The TFA and TID of nerves containing the immunomarkers were determined by taking that for PGP9.5 as 100% and calculating the TFA and TID of the other immunomarkers as a percent of that of PGP9.5. Control vessels were compared with IBD vessels by an unpaired t-test and a one-way analysis of variance (anova) followed by a post hoc test. Data are expressed as mean ± SEM (n = 5 or more) and < 0.05 was considered significant.

The total number of nerves was assessed with PGP9.5 staining, although it has been shown that PGP9.5 might underestimate the total neuron number, and there is evidence that the pan-neuronal markers Cuprolinic Blue and anti-HuC/D may be more reliable neuronal markers, at least in the gut.16

Organ-bath pharmacology

Human mesenteric artery and vein segments (3–5 mm) were suspended in 5-mL organ baths containing oxygenated (95% O2 and 5% CO2) Krebs: (mmol L−1) NaCl 133, KCl 4.7, NaH2PO4 1.35, NaHCO3 16.3, MgSO4 0.61, CaCl2 2.52 and glucose 7.8, maintained at 37 °C. Ring segments were mounted horizontally by inserting two tungsten wires through the vessel lumen, one attached to a rigid support and the other to a Grass FTO 3C force-displacement transducer. Isometric tension was measured and recorded on a Grass ink writing polygraph (Grass 79D). An initial load of 1–3 g (arteries) and 0.5–2 g (veins) was applied and vessels were equilibrated for 90 min. Corresponding sections of artery and vein were kept together to allow comparison.

Concentration–response curves were constructed for NA, ATP and NPY. The effect of a sub-threshold concentration of NPY (30 nmol L−1) on responses to NA was assessed. Finally, KCl (120 mmol L−1) was applied to provoke maximal contraction of the vessel.

Statistics

Contractions to agonists are expressed as a percentage of the KCl (120 mmol L−1) contraction. Where a maximal agonist response was achieved pD2 values were calculated (−log EC50), alternatively, p[A]25 values were calculated (−log concentration giving 25% of KCl contraction). The NA contractions in the presence of NPY are expressed as percentage of the maximum control response (taken as 100%).

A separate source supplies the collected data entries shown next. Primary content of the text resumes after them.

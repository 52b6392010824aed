//! Percent-class labels for a numeric field, e.g. protected-area density
//! per grid cell binned into `"0-5%"`, `"5-10%"`, ...

use crate::error::{OverlayError, Result, operation_failed};
use crate::geom::union_by_group;
use crate::schema::replace_column;
use crate::store::Store;
use crate::types::{ColumnType, Ident, Outcome};
use rusqlite::params_from_iter;
use rusqlite::types::Value;

/// Lower break that stands for "from zero, inclusive" in the label text.
pub const ZERO_INCLUSIVE_BREAK: f64 = -0.01;

/// Label text for each interval between consecutive breaks.
pub fn bin_labels(breaks: &[f64]) -> Result<Vec<String>> {
    if breaks.len() < 2 {
        return Err(OverlayError::InvalidArgument(
            "label binning needs at least two breaks".to_string(),
        ));
    }
    if breaks.windows(2).any(|w| !(w[0] < w[1])) {
        return Err(OverlayError::InvalidArgument(format!(
            "label breaks must be strictly increasing: {breaks:?}"
        )));
    }

    let mut labels: Vec<String> = breaks
        .windows(2)
        .map(|w| format!("{}-{}%", w[0], w[1]))
        .collect();
    if breaks[0] == ZERO_INCLUSIVE_BREAK {
        labels[0] = format!("0-{}%", breaks[1]);
    }
    Ok(labels)
}

/// Write the label of the interval `(b[i], b[i+1]]` containing `value_field`
/// into `label_field`.
///
/// Values outside all intervals, and `NULL` values, get a `NULL` label.
/// Returns the number of labelled rows.
pub fn classify_labels(
    store: &Store,
    table: &Ident,
    value_field: &Ident,
    label_field: &Ident,
    breaks: &[f64],
) -> Result<Outcome> {
    store.ensure_writable()?;
    store.require_table(table)?;
    store.require_field(table, value_field)?;
    let labels = bin_labels(breaks)?;

    let mut cases = String::new();
    let mut params = Vec::with_capacity(labels.len() * 3);
    for (i, label) in labels.into_iter().enumerate() {
        let p = i * 3;
        cases.push_str(&format!(
            " WHEN {v} > ?{} AND {v} <= ?{} THEN ?{}",
            p + 1,
            p + 2,
            p + 3,
            v = value_field.quoted()
        ));
        params.push(Value::Real(breaks[i]));
        params.push(Value::Real(breaks[i + 1]));
        params.push(Value::Text(label));
    }

    let classify = || -> Result<usize> {
        let tx = store.transaction()?;
        replace_column(&tx, table, label_field, ColumnType::Varchar)?;
        tx.execute(
            &format!(
                "UPDATE {} SET {} = CASE{cases} END",
                table.quoted(),
                label_field.quoted()
            ),
            params_from_iter(params),
        )?;
        let labelled: i64 = tx.query_row(
            &format!(
                "SELECT COUNT(*) FROM {} WHERE {} IS NOT NULL",
                table.quoted(),
                label_field.quoted()
            ),
            [],
            |row| row.get(0),
        )?;
        tx.commit()?;
        Ok(labelled as usize)
    };
    let rows = classify().map_err(operation_failed("classify_labels", label_field))?;

    tracing::info!(%table, %value_field, %label_field, rows, "labelled rows");
    Ok(Outcome::Applied { rows })
}

/// Dissolve the geometries of `table` into one row per label.
pub fn dissolve_by_label(
    store: &Store,
    table: &Ident,
    label_field: &Ident,
    geom: &Ident,
    output_table: &Ident,
) -> Result<Outcome> {
    union_by_group(store, table, label_field, geom, output_table)
}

Comparisons were made between the corresponding arteries and veins, and between non-inflamed and inflamed vessels. All data are expressed as mean ± SEM (n ≥ 5) and results compared by Student’s t-tests or one- or two-way anova, as appropriate, followed by a Bonferroni post hoc test; P < 0.05 was considered significant.

Results

  1. Top of page
  2. Abstract
  3. Introduction
  4. Methods
  5. Results
  6. Discussion
  7. References

Specimens diagnosed as UC (n = 6) and CD (n = 6) were examined. The results from the two groups were not significantly different and were therefore grouped together for the purpose of this study under IDB.

Confocal microscopy

Qualitative observations  Large paravascular nerve bundles were identified in the outer adventitia in arteries. These bundles were not included in the investigation and were either removed during dissection or excluded during optical sectioning with the confocal microscope. The perivascular nerves in control arteries were orientated largely longitudinally, while in IBD arteries they appeared to have a random orientation.

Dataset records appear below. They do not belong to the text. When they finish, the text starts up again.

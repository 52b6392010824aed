//! Table-level geometry conversions: raw WKB columns, dissolves and cleanup.

use crate::conversions::geometry_type_to_str;
use crate::error::{OverlayError, Result, operation_failed};
use crate::store::{Store, table_exists};
use crate::types::{Ident, Outcome, SkipReason};
use rusqlite::params_from_iter;
use wkb::reader::GeometryType;

/// Geometry types dropped by [`filter_by_geometry_type`] by default: anything
/// without area.
pub const NON_AREAL_TYPES: [GeometryType; 4] = [
    GeometryType::Point,
    GeometryType::LineString,
    GeometryType::MultiPoint,
    GeometryType::MultiLineString,
];

/// Replace the raw WKB column `blob_field` with a GeoPackage geometry column
/// `geom_field` tagged with `srs_id`.
///
/// The table is rebuilt as `<table>_tmp` and renamed over the original in
/// one transaction. Once the blob column is gone a rerun is a no-op.
pub fn blob_to_geometry(
    store: &Store,
    table: &Ident,
    blob_field: &Ident,
    geom_field: &Ident,
    srs_id: u32,
) -> Result<Outcome> {
    store.ensure_writable()?;
    store.ensure_spatial()?;
    store.require_table(table)?;

    let has_blob = store.field_exists(table, blob_field)?;
    let has_geom = store.field_exists(table, geom_field)?;
    match (has_blob, has_geom) {
        (false, true) => {
            tracing::debug!(%table, %geom_field, "geometry column already converted");
            return Ok(Outcome::Skipped(SkipReason::AlreadyPresent));
        }
        (false, false) => {
            return Err(OverlayError::MissingField {
                table: table.to_string(),
                field: blob_field.to_string(),
            });
        }
        (true, true) => {
            return Err(OverlayError::InvalidArgument(format!(
                "{table} already has a column named {geom_field}"
            )));
        }
        (true, false) => {}
    }

    let tmp = table.with_suffix("_tmp")?;
    let convert = || -> Result<usize> {
        let tx = store.transaction()?;
        if table_exists(&tx, tmp.as_str())? {
            tracing::warn!(table = %tmp, "dropping leftover table from an interrupted conversion");
            tx.execute_batch(&format!("DROP TABLE {}", tmp.quoted()))?;
        }
        tx.execute(
            &format!(
                "CREATE TABLE {tmp} AS SELECT *, ST_GeomFromWKB({blob}, ?1) AS {geom} FROM {table}",
                tmp = tmp.quoted(),
                blob = blob_field.quoted(),
                geom = geom_field.quoted(),
                table = table.quoted(),
            ),
            [srs_id],
        )?;
        tx.execute_batch(&format!(
            "ALTER TABLE {tmp} DROP COLUMN {blob};
             DROP TABLE {table};
             ALTER TABLE {tmp} RENAME TO {table};",
            tmp = tmp.quoted(),
            blob = blob_field.quoted(),
            table = table.quoted(),
        ))?;
        let rows: i64 = tx.query_row(
            &format!("SELECT COUNT(*) FROM {}", table.quoted()),
            [],
            |row| row.get(0),
        )?;
        tx.commit()?;
        Ok(rows as usize)
    };
    let rows = convert().map_err(operation_failed("blob_to_geometry", table))?;

    tracing::info!(%table, %blob_field, %geom_field, srs_id, rows, "converted blob column to geometry");
    Ok(Outcome::Applied { rows })
}

/// Dissolve all geometries sharing an id into one multipolygon per id.
///
/// `output_table` gets the columns `(<id>, <geom>)` and is replaced if it
/// exists.
pub fn union_by_group(
    store: &Store,
    table: &Ident,
    id: &Ident,
    geom: &Ident,
    output_table: &Ident,
) -> Result<Outcome> {
    store.ensure_writable()?;
    store.ensure_spatial()?;
    store.require_table(table)?;
    store.require_field(table, id)?;
    store.require_field(table, geom)?;
    reject_same_table(table, output_table)?;

    let sql = format!(
        "CREATE TABLE {output} AS
SELECT {id}, ST_Union_Agg({geom}) AS {geom}
FROM {table}
GROUP BY {id}",
        output = output_table.quoted(),
        id = id.quoted(),
        geom = geom.quoted(),
        table = table.quoted(),
    );
    let rows = replace_table(store, output_table, &sql, &[])
        .map_err(operation_failed("union_by_group", output_table))?;

    tracing::info!(%table, output = %output_table, rows, "dissolved geometries by id");
    Ok(Outcome::Applied { rows })
}

/// Copy the rows of `table` whose geometry type is not in `excluded` into
/// `output_table`, repairing the kept geometries with `ST_MakeValid`.
///
/// Rows with a `NULL` geometry are dropped as well.
pub fn filter_by_geometry_type(
    store: &Store,
    table: &Ident,
    geom: &Ident,
    excluded: &[GeometryType],
    output_table: &Ident,
) -> Result<Outcome> {
    store.ensure_writable()?;
    store.ensure_spatial()?;
    store.require_table(table)?;
    store.require_field(table, geom)?;
    reject_same_table(table, output_table)?;

    let type_names: Vec<&str> = excluded.iter().map(|t| geometry_type_to_str(*t)).collect();
    let predicate = if type_names.is_empty() {
        format!("{} IS NOT NULL", geom.quoted())
    } else {
        let placeholders = (1..=type_names.len())
            .map(|i| format!("?{i}"))
            .collect::<Vec<String>>()
            .join(", ");
        format!("ST_GeometryType({}) NOT IN ({placeholders})", geom.quoted())
    };
    let sql = format!(
        "CREATE TABLE {output} AS SELECT * FROM {table} WHERE {predicate};
UPDATE {output} SET {geom} = ST_MakeValid({geom})",
        output = output_table.quoted(),
        table = table.quoted(),
        geom = geom.quoted(),
    );
    let rows = replace_table(store, output_table, &sql, &type_names)
        .map_err(operation_failed("filter_by_geometry_type", output_table))?;

    tracing::info!(%table, output = %output_table, rows, "kept areal geometries");
    Ok(Outcome::Applied { rows })
}

// Runs `create_sql` (statements separated by ';', the first one bound to
// `params`) after dropping `output`, and returns the new row count.
fn replace_table(store: &Store, output: &Ident, create_sql: &str, params: &[&str]) -> Result<usize> {
    let tx = store.transaction()?;
    tx.execute_batch(&format!("DROP TABLE IF EXISTS {}", output.quoted()))?;

    let mut statements = create_sql.split(';').map(str::trim).filter(|s| !s.is_empty());
    if let Some(first) = statements.next() {
        tx.execute(first, params_from_iter(params))?;
    }
    for statement in statements {
        tx.execute(statement, [])?;
    }

    let rows: i64 = tx.query_row(
        &format!("SELECT COUNT(*) FROM {}", output.quoted()),
        [],
        |row| row.get(0),
    )?;
    tx.commit()?;
    Ok(rows as usize)
}

fn reject_same_table(table: &Ident, output_table: &Ident) -> Result<()> {
    if table == output_table {
        return Err(OverlayError::InvalidArgument(format!(
            "output table {output_table} is the input table"
        )));
    }
    Ok(())
}

#[cfg(test)]
mod tests {
    use super::{NON_AREAL_TYPES, blob_to_geometry, filter_by_geometry_type, union_by_group};
    use crate::geometry::tests::{gpkg_blob, square};
    use crate::store::Store;
    use crate::types::{Ident, Outcome, SkipReason};
    use geo_types::{Geometry, LineString, MultiPolygon, Point, Polygon};
    use rusqlite::params;

    fn ident(name: &str) -> Ident {
        Ident::new(name).expect("valid identifier")
    }

    fn raw_wkb(geometry: &Geometry<f64>) -> Vec<u8> {
        let mut wkb = Vec::new();
        wkb::writer::write_geometry(&mut wkb, geometry, &Default::default()).expect("write wkb");
        wkb
    }

    fn wkt_of(geometry: &Geometry<f64>) -> String {
        let mut wkt = String::new();
        wkt::to_wkt::write_geometry(&mut wkt, geometry).expect("write wkt");
        wkt
    }

    #[test]
    fn blob_column_roundtrips_through_wkt() -> crate::Result<()> {
        let store = Store::open_in_memory()?;
        store
            .connection()
            .execute_batch("CREATE TABLE parcels (id INTEGER, name TEXT, wkb BLOB)")?;
        let with_hole = Geometry::Polygon(Polygon::new(
            square(0.0, 0.0, 10.0).exterior().clone(),
            vec![LineString::from(vec![(2.0, 2.0), (4.0, 2.0), (4.0, 4.0), (2.0, 2.0)])],
        ));
        let originals = vec![
            Geometry::Polygon(square(0.0, 0.0, 4.0)),
            with_hole,
            Geometry::MultiPolygon(MultiPolygon::new(vec![
                square(0.0, 0.0, 1.0),
                square(3.0, 3.0, 1.0),
            ])),
        ];
        for (id, geometry) in originals.iter().enumerate() {
            store.connection().execute(
                "INSERT INTO parcels VALUES (?1, 'p', ?2)",
                params![id as i64, raw_wkb(geometry)],
            )?;
        }

        let (table, wkb, geom) = (ident("parcels"), ident("wkb"), ident("geom"));
        let outcome = blob_to_geometry(&store, &table, &wkb, &geom, 25833)?;
        assert_eq!(outcome, Outcome::Applied { rows: 3 });
        assert_eq!(store.table_columns(&table)?, vec!["id", "name", "geom"]);

        let mut stmt = store
            .connection()
            .prepare("SELECT ST_AsText(geom) FROM parcels ORDER BY id")?;
        let texts = stmt
            .query_map([], |row| row.get(0))?
            .collect::<rusqlite::Result<Vec<String>>>()?;
        let expected: Vec<String> = originals.iter().map(wkt_of).collect();
        assert_eq!(texts, expected);

        let rerun = blob_to_geometry(&store, &table, &wkb, &geom, 25833)?;
        assert_eq!(rerun, Outcome::Skipped(SkipReason::AlreadyPresent));
        Ok(())
    }

    #[test]
    fn leftover_tmp_table_is_replaced() -> crate::Result<()> {
        let store = Store::open_in_memory()?;
        store.connection().execute_batch(
            "CREATE TABLE parcels (id INTEGER, wkb BLOB);
             CREATE TABLE parcels_tmp (junk TEXT);",
        )?;
        store.connection().execute(
            "INSERT INTO parcels VALUES (1, ?1)",
            params![raw_wkb(&Geometry::Point(Point::new(1.0, 2.0)))],
        )?;

        blob_to_geometry(&store, &ident("parcels"), &ident("wkb"), &ident("geom"), 0)?;
        assert!(!store.table_exists(&ident("parcels_tmp"))?);
        let srs_id: u32 = store.connection().query_row(
            "SELECT geom FROM parcels",
            [],
            |row| {
                let blob: Vec<u8> = row.get(0)?;
                Ok(crate::geometry::gpkg_srs_id(&blob).expect("gpkg blob"))
            },
        )?;
        assert_eq!(srs_id, 0);
        Ok(())
    }

    #[test]
    fn union_by_group_dissolves_each_id() -> crate::Result<()> {
        let store = Store::open_in_memory()?;
        store
            .connection()
            .execute_batch("CREATE TABLE pieces (id INTEGER, geom BLOB)")?;
        for (id, x) in [(1, 0.0), (1, 0.5), (2, 10.0)] {
            store.connection().execute(
                "INSERT INTO pieces VALUES (?1, ?2)",
                params![id, gpkg_blob(square(x, 0.0, 1.0), 0)],
            )?;
        }

        let outcome = union_by_group(
            &store,
            &ident("pieces"),
            &ident("id"),
            &ident("geom"),
            &ident("dissolved"),
        )?;
        assert_eq!(outcome, Outcome::Applied { rows: 2 });

        let area: f64 = store.connection().query_row(
            "SELECT ST_Area(geom) FROM dissolved WHERE id = 1",
            [],
            |row| row.get(0),
        )?;
        assert!((area - 1.5).abs() < 1e-9);
        Ok(())
    }

    #[test]
    fn filter_drops_points_and_lines() -> crate::Result<()> {
        let store = Store::open_in_memory()?;
        store
            .connection()
            .execute_batch("CREATE TABLE mixed (id INTEGER, geom BLOB)")?;
        let rows: Vec<Geometry<f64>> = vec![
            Geometry::Polygon(square(0.0, 0.0, 1.0)),
            Geometry::Point(Point::new(0.0, 0.0)),
            Geometry::LineString(LineString::from(vec![(0.0, 0.0), (1.0, 1.0)])),
            Geometry::MultiPolygon(MultiPolygon::new(vec![square(0.0, 0.0, 2.0), square(1.0, 0.0, 2.0)])),
        ];
        for (id, geometry) in rows.into_iter().enumerate() {
            store.connection().execute(
                "INSERT INTO mixed VALUES (?1, ?2)",
                params![id as i64, gpkg_blob(geometry, 0)],
            )?;
        }

        let outcome = filter_by_geometry_type(
            &store,
            &ident("mixed"),
            &ident("geom"),
            &NON_AREAL_TYPES,
            &ident("areal"),
        )?;
        assert_eq!(outcome, Outcome::Applied { rows: 2 });

        let mut stmt = store
            .connection()
            .prepare("SELECT id, ST_Area(geom) FROM areal ORDER BY id")?;
        let kept = stmt
            .query_map([], |row| Ok((row.get(0)?, row.get(1)?)))?
            .collect::<rusqlite::Result<Vec<(i64, f64)>>>()?;
        assert_eq!(kept.len(), 2);
        assert_eq!(kept[0], (0, 1.0));
        assert_eq!(kept[1].0, 3);
        assert!((kept[1].1 - 6.0).abs() < 1e-9);
        Ok(())
    }
}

Nerves immunoreactive to PGP9.5, TH and NPY were identified in all arteries and veins from control and IBD subject (Figs 1A,B and 2A,B), orientated longitudinally in arteries (Fig. 1A,C,E), whereas in the corresponding veins, nerves formed a reticular pattern (Fig. 2A,C,E) and in some instances the nerve fibres appeared to be concertinaed (see Fig. 2D). In IBD arteries, nerves appeared to be present at a higher density than controls, and formed a reticular pattern (Fig. 1B,D,F). The distribution of immunoreactivity to these markers in veins from IBD vessels was similar to controls (Fig. 2B, D,F).

image

Figure 1.  Confocal images of whole-mount preparations of human mesenteric arteries from control subjects (left column) and inflammatory bowel disease (IBD) subjects (right column). The longitudinal axis of the vessels is from top to bottom. Note that the nerve bundles are orientated longitudinally in control, but not so in IBD. Immunostaining is for protein gene product 9.5 (PGP9.5) (A, B), tyrosine hydroxylase (TH) (C, D) and neuropeptide Y (NPY) (E, F). Scale bar = 50μm.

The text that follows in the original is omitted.